use serde::{Deserialize, Serialize};

use crate::core::PaintOrder;
use crate::error::{GridError, GridResult};
use crate::interaction::TooltipConfig;
use crate::render::{Color, DashPattern};

/// Selects how the circle set is painted.
#[derive(Debug, Clone, Copy, PartialEq, Eq, Default, Serialize, Deserialize)]
pub enum ShapeVariant {
    /// Circles come from host JSON and paint by ascending z-index.
    #[default]
    Dynamic,
    /// Circles paint in declaration order, each with a concentric pivot marker.
    Static,
}

impl ShapeVariant {
    #[must_use]
    pub fn paint_order(self) -> PaintOrder {
        match self {
            Self::Dynamic => PaintOrder::ZIndex,
            Self::Static => PaintOrder::Declaration,
        }
    }

    #[must_use]
    pub fn draws_pivot_markers(self) -> bool {
        self == Self::Static
    }
}

/// Colors and strokes of the grid layer.
#[derive(Debug, Clone, PartialEq, Serialize, Deserialize)]
#[serde(default)]
pub struct GridStyle {
    pub minor_line_color: Color,
    pub minor_line_width: f64,
    /// Dash used for minor lines that are not on a half-unit boundary.
    pub minor_line_dash: DashPattern,
    /// Opacity of dashed minor lines. Half-unit lines are fully opaque.
    pub dashed_minor_line_alpha: f64,
    pub axis_color: Color,
    pub axis_width: f64,
    pub label_color: Color,
    pub label_font_size_px: f64,
    /// Distance between the grid edge and tick labels.
    pub label_gap_px: f64,
}

impl Default for GridStyle {
    fn default() -> Self {
        Self {
            minor_line_color: Color::rgb8(204, 204, 204),
            minor_line_width: 1.0,
            minor_line_dash: DashPattern::new(1.0, 1.0),
            dashed_minor_line_alpha: 0.5,
            axis_color: Color::BLACK,
            axis_width: 2.0,
            label_color: Color::BLACK,
            label_font_size_px: 10.0,
            label_gap_px: 5.0,
        }
    }
}

/// Strokes of circle overlays and static-variant pivot markers.
#[derive(Debug, Clone, PartialEq, Serialize, Deserialize)]
#[serde(default)]
pub struct ShapeStyle {
    pub stroke_width: f64,
    pub dash: DashPattern,
    /// Pivot radius as a fraction of the parent circle's radius.
    pub pivot_radius_ratio: f64,
    pub pivot_fill: Color,
    pub pivot_stroke_width: f64,
    /// Dash of pivots whose parent is dashed; slightly wider than `dash`.
    pub pivot_dash: DashPattern,
}

impl Default for ShapeStyle {
    fn default() -> Self {
        Self {
            stroke_width: 2.0,
            dash: DashPattern::new(4.0, 4.0),
            pivot_radius_ratio: 0.06,
            pivot_fill: Color::NEUTRAL_GRAY,
            pivot_stroke_width: 1.0,
            pivot_dash: DashPattern::new(5.0, 5.0),
        }
    }
}

/// Look of the tooltip drawn into the overlay layer.
#[derive(Debug, Clone, Copy, PartialEq, Serialize, Deserialize)]
#[serde(default)]
pub struct TooltipStyle {
    pub text_color: Color,
    pub background: Color,
    pub font_size_px: f64,
    pub padding_px: f64,
}

impl Default for TooltipStyle {
    fn default() -> Self {
        Self {
            text_color: Color::WHITE,
            background: Color::rgba(0.0, 0.0, 0.0, 0.75),
            font_size_px: 12.0,
            padding_px: 4.0,
        }
    }
}

/// Public engine configuration.
///
/// Every constant the layout and painters rely on lives here with a named
/// default, so hosts can persist/load a setup as JSON.
#[derive(Debug, Clone, PartialEq, Serialize, Deserialize)]
#[serde(default)]
pub struct GridOverlayConfig {
    /// Fixed inset between the surface edge and the usable grid area.
    pub margin_px: u32,
    /// Surfaces smaller than this are clamped up before layout.
    pub min_surface_px: u32,
    /// Surface side used when the host supplies no size.
    pub default_surface_px: u32,
    pub variant: ShapeVariant,
    pub grid_style: GridStyle,
    pub shape_style: ShapeStyle,
    pub tooltip: TooltipConfig,
    pub tooltip_style: TooltipStyle,
}

impl Default for GridOverlayConfig {
    fn default() -> Self {
        Self {
            margin_px: 30,
            min_surface_px: 200,
            default_surface_px: 400,
            variant: ShapeVariant::default(),
            grid_style: GridStyle::default(),
            shape_style: ShapeStyle::default(),
            tooltip: TooltipConfig::default(),
            tooltip_style: TooltipStyle::default(),
        }
    }
}

impl GridOverlayConfig {
    /// Preset for the static variant: declaration order plus pivot markers.
    #[must_use]
    pub fn static_variant() -> Self {
        Self::default().with_variant(ShapeVariant::Static)
    }

    #[must_use]
    pub fn with_variant(mut self, variant: ShapeVariant) -> Self {
        self.variant = variant;
        self
    }

    #[must_use]
    pub fn with_margin_px(mut self, margin_px: u32) -> Self {
        self.margin_px = margin_px;
        self
    }

    #[must_use]
    pub fn with_tooltip(mut self, tooltip: TooltipConfig) -> Self {
        self.tooltip = tooltip;
        self
    }

    #[must_use]
    pub fn with_grid_style(mut self, grid_style: GridStyle) -> Self {
        self.grid_style = grid_style;
        self
    }

    #[must_use]
    pub fn with_shape_style(mut self, shape_style: ShapeStyle) -> Self {
        self.shape_style = shape_style;
        self
    }

    pub fn validate(&self) -> GridResult<()> {
        if self.min_surface_px == 0 {
            return Err(GridError::InvalidConfig(
                "minimum surface size must be > 0".to_owned(),
            ));
        }
        if u64::from(self.margin_px) * 2 >= u64::from(self.min_surface_px) {
            return Err(GridError::InvalidConfig(format!(
                "margin {} leaves no usable span on a {} px surface",
                self.margin_px, self.min_surface_px
            )));
        }
        if self.default_surface_px == 0 {
            return Err(GridError::InvalidConfig(
                "default surface size must be > 0".to_owned(),
            ));
        }

        let grid = &self.grid_style;
        require_positive("minor line width", grid.minor_line_width)?;
        require_positive("axis width", grid.axis_width)?;
        require_positive("label font size", grid.label_font_size_px)?;
        require_non_negative("label gap", grid.label_gap_px)?;
        if !(0.0..=1.0).contains(&grid.dashed_minor_line_alpha) {
            return Err(GridError::InvalidConfig(
                "dashed minor line alpha must be in [0, 1]".to_owned(),
            ));
        }
        grid.minor_line_dash.validate()?;
        grid.minor_line_color.validate()?;
        grid.axis_color.validate()?;
        grid.label_color.validate()?;

        let shape = &self.shape_style;
        require_positive("shape stroke width", shape.stroke_width)?;
        require_positive("pivot stroke width", shape.pivot_stroke_width)?;
        if !shape.pivot_radius_ratio.is_finite()
            || shape.pivot_radius_ratio <= 0.0
            || shape.pivot_radius_ratio > 1.0
        {
            return Err(GridError::InvalidConfig(
                "pivot radius ratio must be in (0, 1]".to_owned(),
            ));
        }
        shape.dash.validate()?;
        shape.pivot_dash.validate()?;
        shape.pivot_fill.validate()?;

        if self.tooltip.timeout_ms == 0 {
            return Err(GridError::InvalidConfig(
                "tooltip timeout must be > 0".to_owned(),
            ));
        }
        if !self.tooltip.offset_px.is_finite() {
            return Err(GridError::InvalidConfig(
                "tooltip offset must be finite".to_owned(),
            ));
        }
        require_positive("tooltip font size", self.tooltip_style.font_size_px)?;
        require_non_negative("tooltip padding", self.tooltip_style.padding_px)?;
        self.tooltip_style.text_color.validate()?;
        self.tooltip_style.background.validate()
    }

    pub fn from_json_str(input: &str) -> GridResult<Self> {
        let config: Self = serde_json::from_str(input)
            .map_err(|e| GridError::InvalidConfig(format!("failed to parse config json: {e}")))?;
        config.validate()?;
        Ok(config)
    }

    pub fn to_json_pretty(&self) -> GridResult<String> {
        serde_json::to_string_pretty(self)
            .map_err(|e| GridError::InvalidConfig(format!("failed to serialize config: {e}")))
    }
}

fn require_positive(name: &str, value: f64) -> GridResult<()> {
    if !value.is_finite() || value <= 0.0 {
        return Err(GridError::InvalidConfig(format!(
            "{name} must be finite and > 0"
        )));
    }
    Ok(())
}

fn require_non_negative(name: &str, value: f64) -> GridResult<()> {
    if !value.is_finite() || value < 0.0 {
        return Err(GridError::InvalidConfig(format!(
            "{name} must be finite and >= 0"
        )));
    }
    Ok(())
}

#[cfg(test)]
mod tests {
    use super::{GridOverlayConfig, ShapeVariant};
    use crate::core::PaintOrder;

    #[test]
    fn defaults_are_valid() {
        let config = GridOverlayConfig::default();
        config.validate().expect("default config");
        assert_eq!(config.margin_px, 30);
        assert_eq!(config.tooltip.timeout_ms, 2_000);
    }

    #[test]
    fn margin_must_leave_usable_span() {
        let config = GridOverlayConfig::default().with_margin_px(100);
        assert!(config.validate().is_err());
    }

    #[test]
    fn partial_json_falls_back_to_defaults() {
        let config = GridOverlayConfig::from_json_str(r#"{"variant": "Static", "margin_px": 20}"#)
            .expect("partial config");
        assert_eq!(config.variant, ShapeVariant::Static);
        assert_eq!(config.margin_px, 20);
        assert_eq!(config.min_surface_px, 200);
        assert_eq!(config.variant.paint_order(), PaintOrder::Declaration);
    }

    #[test]
    fn json_round_trip_preserves_config() {
        let config = GridOverlayConfig::static_variant();
        let json = config.to_json_pretty().expect("serialize");
        let restored = GridOverlayConfig::from_json_str(&json).expect("parse");
        assert_eq!(restored, config);
    }
}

====================

(What the exercise asks): Show the lines of the records that include the string "than".

(Solution for this problem):
    /// Dash of pivots whose parent is dashed; slightly wider than `dash`.
    /// Surfaces smaller than this are clamped up before layout.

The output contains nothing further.